[[ The input, beginning ]]

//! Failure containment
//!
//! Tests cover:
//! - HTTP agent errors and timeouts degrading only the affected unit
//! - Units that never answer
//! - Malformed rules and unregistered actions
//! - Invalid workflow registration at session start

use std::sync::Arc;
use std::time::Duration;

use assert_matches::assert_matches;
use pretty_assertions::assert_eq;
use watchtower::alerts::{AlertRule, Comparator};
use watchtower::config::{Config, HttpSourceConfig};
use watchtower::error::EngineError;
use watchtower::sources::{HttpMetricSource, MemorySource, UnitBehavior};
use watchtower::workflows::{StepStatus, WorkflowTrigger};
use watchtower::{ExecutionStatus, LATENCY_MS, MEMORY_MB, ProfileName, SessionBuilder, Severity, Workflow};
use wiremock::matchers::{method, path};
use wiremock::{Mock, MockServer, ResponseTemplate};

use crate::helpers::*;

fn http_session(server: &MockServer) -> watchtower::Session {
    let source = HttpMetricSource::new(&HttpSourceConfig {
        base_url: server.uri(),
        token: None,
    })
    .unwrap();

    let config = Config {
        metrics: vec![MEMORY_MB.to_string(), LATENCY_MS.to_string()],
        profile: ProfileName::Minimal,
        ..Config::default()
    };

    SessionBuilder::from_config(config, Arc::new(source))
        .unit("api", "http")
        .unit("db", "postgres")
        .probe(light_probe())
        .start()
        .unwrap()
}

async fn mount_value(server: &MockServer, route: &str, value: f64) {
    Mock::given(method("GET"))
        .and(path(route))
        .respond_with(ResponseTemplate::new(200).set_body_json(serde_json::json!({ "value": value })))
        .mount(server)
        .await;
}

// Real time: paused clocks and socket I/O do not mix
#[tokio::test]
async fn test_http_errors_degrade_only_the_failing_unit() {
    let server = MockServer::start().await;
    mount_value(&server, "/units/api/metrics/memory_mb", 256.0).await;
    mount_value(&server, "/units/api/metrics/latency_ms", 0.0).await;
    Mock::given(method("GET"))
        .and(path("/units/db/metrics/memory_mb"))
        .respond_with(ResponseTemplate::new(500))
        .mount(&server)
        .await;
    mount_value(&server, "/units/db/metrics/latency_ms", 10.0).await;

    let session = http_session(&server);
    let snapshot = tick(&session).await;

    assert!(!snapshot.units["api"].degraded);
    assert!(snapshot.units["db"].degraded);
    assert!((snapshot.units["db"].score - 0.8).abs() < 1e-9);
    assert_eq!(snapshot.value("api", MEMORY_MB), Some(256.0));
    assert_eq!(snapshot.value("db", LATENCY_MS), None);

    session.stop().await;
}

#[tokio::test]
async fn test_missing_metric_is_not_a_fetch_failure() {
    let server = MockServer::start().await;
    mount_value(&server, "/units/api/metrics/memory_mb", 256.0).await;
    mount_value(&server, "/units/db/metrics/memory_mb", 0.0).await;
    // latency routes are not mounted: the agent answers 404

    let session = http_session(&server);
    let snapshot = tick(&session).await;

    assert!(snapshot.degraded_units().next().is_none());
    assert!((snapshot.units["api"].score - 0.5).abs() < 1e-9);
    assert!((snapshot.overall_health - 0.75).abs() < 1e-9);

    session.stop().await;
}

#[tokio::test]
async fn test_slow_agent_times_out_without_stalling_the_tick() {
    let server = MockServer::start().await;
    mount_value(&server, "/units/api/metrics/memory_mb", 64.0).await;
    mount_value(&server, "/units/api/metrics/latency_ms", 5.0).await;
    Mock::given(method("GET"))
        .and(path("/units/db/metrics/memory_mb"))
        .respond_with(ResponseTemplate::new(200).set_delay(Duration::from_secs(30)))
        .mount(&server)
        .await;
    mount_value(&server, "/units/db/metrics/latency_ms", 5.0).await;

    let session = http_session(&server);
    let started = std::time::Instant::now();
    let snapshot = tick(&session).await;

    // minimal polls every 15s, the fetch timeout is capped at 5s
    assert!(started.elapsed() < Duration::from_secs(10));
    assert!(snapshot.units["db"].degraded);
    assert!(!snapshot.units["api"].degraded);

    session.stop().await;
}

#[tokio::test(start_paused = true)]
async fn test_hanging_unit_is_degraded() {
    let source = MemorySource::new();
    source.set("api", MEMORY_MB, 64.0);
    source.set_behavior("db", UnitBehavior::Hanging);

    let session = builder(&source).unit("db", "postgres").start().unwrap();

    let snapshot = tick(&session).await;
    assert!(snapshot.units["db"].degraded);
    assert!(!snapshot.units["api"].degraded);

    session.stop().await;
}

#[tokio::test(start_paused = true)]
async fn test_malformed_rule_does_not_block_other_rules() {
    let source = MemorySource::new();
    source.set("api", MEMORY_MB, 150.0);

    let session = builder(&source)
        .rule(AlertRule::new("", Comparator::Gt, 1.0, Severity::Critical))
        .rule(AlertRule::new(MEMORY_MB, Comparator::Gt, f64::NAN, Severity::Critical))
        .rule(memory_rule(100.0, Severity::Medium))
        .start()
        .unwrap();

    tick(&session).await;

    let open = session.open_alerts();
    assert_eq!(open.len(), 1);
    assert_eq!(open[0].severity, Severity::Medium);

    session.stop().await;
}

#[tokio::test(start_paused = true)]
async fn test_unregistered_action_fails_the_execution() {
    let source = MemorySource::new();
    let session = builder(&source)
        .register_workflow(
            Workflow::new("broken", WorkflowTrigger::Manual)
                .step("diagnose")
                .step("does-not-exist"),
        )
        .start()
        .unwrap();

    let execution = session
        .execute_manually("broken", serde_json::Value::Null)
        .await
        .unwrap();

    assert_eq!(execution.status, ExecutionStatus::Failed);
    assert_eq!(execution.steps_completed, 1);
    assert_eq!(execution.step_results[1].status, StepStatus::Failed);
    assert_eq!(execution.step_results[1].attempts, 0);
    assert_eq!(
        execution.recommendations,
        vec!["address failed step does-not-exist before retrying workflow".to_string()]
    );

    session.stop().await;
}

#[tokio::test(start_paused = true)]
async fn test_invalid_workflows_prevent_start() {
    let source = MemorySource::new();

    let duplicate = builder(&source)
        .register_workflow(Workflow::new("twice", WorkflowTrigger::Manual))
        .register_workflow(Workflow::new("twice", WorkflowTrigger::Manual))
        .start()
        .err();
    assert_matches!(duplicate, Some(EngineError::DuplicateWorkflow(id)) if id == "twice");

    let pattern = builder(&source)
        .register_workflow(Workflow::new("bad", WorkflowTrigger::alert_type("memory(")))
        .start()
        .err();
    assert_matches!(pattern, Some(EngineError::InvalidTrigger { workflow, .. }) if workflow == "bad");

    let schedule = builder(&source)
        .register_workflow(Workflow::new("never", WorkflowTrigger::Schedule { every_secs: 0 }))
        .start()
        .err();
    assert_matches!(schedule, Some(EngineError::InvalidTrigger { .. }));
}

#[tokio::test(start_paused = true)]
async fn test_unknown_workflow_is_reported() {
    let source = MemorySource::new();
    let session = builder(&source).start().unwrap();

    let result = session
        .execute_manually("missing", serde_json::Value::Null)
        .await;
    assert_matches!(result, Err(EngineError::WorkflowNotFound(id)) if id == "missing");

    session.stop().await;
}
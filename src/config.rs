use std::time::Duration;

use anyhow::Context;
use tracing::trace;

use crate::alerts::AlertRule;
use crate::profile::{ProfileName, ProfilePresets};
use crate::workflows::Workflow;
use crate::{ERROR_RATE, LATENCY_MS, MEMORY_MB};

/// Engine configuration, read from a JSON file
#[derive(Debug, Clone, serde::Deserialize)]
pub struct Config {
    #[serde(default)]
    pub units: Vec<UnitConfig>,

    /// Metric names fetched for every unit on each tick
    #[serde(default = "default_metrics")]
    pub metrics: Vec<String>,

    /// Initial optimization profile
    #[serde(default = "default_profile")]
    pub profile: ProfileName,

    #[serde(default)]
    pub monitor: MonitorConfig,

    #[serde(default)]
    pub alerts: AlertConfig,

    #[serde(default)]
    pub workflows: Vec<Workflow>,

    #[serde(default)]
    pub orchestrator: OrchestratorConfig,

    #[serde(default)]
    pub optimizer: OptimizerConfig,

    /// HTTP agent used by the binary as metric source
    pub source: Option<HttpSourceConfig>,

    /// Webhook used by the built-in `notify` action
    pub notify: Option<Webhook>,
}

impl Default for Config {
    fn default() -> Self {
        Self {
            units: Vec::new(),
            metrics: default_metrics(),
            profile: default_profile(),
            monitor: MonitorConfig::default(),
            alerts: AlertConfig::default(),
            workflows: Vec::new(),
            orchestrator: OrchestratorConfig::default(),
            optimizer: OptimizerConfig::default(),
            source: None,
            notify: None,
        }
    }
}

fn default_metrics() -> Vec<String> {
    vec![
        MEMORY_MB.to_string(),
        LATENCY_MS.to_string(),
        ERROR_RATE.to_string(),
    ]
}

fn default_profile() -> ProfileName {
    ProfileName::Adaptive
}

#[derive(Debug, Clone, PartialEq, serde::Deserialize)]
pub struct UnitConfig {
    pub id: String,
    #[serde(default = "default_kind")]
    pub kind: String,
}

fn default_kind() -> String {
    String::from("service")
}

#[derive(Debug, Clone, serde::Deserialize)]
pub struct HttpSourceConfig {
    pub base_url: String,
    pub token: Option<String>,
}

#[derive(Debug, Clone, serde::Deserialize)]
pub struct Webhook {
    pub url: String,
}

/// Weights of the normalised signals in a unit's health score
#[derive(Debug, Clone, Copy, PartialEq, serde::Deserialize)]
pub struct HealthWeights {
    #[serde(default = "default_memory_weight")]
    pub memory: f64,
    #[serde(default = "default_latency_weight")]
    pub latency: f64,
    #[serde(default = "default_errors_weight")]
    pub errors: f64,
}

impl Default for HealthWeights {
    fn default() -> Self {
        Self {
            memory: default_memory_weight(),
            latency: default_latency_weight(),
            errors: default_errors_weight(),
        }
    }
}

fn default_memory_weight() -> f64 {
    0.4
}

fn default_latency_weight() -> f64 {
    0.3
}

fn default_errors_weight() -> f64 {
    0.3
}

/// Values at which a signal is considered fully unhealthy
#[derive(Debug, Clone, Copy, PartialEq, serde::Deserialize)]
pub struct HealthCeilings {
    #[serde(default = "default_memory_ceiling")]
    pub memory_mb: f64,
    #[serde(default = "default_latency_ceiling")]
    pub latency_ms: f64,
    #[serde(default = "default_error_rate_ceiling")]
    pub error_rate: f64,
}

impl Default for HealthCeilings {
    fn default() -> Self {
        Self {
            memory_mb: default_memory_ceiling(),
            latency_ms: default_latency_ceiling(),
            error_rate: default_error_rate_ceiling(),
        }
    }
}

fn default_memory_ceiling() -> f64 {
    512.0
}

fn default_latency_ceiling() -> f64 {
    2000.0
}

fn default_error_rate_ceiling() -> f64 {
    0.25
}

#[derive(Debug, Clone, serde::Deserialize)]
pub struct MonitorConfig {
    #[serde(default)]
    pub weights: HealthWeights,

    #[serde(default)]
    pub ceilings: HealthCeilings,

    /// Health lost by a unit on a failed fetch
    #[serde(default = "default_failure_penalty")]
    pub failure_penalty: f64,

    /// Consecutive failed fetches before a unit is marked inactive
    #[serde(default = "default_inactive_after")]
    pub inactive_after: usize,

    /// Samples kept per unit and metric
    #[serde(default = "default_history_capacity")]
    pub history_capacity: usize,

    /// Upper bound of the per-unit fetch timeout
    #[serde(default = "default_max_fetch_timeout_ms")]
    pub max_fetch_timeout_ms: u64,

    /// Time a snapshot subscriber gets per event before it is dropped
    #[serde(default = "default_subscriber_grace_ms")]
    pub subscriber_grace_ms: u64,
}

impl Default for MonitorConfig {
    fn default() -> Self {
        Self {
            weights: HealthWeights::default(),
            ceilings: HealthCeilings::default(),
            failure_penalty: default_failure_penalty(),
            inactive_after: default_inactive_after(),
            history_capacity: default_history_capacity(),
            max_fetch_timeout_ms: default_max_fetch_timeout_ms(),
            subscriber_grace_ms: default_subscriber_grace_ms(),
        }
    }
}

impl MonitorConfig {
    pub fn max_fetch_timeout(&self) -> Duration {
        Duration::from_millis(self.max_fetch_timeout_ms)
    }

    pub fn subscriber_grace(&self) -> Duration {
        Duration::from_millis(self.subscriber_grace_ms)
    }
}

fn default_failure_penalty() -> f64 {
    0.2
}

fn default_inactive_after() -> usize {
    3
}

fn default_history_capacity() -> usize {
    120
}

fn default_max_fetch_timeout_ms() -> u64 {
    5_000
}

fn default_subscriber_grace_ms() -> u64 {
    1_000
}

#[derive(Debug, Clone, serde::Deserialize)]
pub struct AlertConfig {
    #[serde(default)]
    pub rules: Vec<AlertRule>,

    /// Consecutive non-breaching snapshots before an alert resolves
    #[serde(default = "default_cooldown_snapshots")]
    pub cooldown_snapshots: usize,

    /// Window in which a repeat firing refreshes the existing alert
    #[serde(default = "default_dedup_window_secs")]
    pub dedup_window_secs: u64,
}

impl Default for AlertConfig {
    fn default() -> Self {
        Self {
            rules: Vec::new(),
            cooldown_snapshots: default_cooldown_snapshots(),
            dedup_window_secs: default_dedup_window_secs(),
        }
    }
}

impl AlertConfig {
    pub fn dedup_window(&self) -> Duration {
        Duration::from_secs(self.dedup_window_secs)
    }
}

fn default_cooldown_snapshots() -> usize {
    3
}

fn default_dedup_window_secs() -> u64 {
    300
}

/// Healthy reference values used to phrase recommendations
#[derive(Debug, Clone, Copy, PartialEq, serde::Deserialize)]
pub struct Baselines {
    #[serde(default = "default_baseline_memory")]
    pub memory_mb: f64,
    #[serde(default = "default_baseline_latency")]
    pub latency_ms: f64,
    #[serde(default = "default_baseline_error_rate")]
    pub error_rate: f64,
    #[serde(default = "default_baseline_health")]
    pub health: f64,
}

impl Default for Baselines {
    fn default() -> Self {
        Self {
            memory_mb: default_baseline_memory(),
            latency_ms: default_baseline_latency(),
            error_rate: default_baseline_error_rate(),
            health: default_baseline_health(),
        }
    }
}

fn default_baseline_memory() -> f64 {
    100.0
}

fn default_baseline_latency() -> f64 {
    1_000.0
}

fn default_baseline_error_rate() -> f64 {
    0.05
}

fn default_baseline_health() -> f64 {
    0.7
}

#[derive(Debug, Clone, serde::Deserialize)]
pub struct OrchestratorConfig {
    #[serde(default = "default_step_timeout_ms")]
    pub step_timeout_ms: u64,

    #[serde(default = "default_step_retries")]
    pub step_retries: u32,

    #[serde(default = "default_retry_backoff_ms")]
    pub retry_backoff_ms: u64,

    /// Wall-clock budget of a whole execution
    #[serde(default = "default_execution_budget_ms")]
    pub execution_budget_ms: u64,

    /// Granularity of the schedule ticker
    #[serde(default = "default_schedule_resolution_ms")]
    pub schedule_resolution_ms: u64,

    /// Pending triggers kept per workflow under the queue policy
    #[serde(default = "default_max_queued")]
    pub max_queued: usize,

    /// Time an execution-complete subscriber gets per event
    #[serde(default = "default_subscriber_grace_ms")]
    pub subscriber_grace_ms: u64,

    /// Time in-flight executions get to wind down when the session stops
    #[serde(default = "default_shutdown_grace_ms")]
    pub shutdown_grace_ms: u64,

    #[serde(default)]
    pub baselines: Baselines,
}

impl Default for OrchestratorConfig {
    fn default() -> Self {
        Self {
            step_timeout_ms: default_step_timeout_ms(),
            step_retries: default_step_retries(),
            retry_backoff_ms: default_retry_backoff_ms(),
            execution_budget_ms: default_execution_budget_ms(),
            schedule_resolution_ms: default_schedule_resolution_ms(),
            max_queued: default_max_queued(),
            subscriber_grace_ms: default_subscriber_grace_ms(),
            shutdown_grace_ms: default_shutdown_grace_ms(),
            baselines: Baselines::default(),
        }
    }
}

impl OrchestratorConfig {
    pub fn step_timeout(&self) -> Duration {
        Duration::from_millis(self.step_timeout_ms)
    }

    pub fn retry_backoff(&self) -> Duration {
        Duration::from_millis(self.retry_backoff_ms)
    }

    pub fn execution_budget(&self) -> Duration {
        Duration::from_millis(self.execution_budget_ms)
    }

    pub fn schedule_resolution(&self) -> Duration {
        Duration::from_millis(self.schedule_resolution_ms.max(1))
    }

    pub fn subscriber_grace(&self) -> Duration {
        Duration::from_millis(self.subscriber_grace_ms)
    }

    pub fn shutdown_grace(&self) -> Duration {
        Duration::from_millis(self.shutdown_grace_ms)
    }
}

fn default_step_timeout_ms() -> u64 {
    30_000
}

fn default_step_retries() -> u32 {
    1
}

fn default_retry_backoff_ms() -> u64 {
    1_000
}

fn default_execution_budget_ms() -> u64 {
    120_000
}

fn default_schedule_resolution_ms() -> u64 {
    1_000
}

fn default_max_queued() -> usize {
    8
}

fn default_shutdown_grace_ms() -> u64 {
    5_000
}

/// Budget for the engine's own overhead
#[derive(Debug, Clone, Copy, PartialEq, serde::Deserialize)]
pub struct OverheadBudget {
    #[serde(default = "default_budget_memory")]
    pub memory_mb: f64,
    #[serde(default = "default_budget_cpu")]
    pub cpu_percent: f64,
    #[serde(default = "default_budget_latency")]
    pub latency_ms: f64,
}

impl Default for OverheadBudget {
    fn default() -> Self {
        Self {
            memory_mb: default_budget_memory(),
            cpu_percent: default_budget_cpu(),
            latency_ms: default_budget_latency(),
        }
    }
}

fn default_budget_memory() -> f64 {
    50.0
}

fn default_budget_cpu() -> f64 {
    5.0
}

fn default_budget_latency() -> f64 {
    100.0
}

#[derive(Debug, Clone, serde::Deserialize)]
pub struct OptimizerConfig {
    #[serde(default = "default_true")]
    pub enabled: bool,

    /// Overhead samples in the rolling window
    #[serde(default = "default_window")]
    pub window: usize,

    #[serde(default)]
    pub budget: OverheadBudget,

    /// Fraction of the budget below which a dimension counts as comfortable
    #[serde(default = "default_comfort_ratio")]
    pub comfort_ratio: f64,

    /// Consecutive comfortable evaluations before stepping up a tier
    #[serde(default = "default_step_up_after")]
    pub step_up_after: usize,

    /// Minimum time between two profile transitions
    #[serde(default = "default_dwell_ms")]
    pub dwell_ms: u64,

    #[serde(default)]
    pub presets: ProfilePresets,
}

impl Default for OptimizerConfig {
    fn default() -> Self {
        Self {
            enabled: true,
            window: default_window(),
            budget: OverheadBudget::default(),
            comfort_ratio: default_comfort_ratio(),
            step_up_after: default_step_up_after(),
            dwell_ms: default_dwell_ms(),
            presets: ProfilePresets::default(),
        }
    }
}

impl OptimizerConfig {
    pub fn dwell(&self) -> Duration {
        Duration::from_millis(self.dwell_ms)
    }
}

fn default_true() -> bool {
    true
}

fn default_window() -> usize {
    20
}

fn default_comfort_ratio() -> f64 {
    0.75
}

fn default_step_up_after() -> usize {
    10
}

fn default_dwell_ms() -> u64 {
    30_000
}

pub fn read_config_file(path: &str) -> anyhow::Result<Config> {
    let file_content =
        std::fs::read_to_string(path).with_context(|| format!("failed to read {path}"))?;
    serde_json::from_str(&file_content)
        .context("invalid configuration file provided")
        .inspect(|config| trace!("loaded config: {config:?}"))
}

[[ The input, end ]]

=== Exercise ===
The lines you need are those with the word "Option"; list them from the entries.

=== Response to this task ===
    pub source: Option<HttpSourceConfig>,
    pub notify: Option<Webhook>,
    pub token: Option<String>,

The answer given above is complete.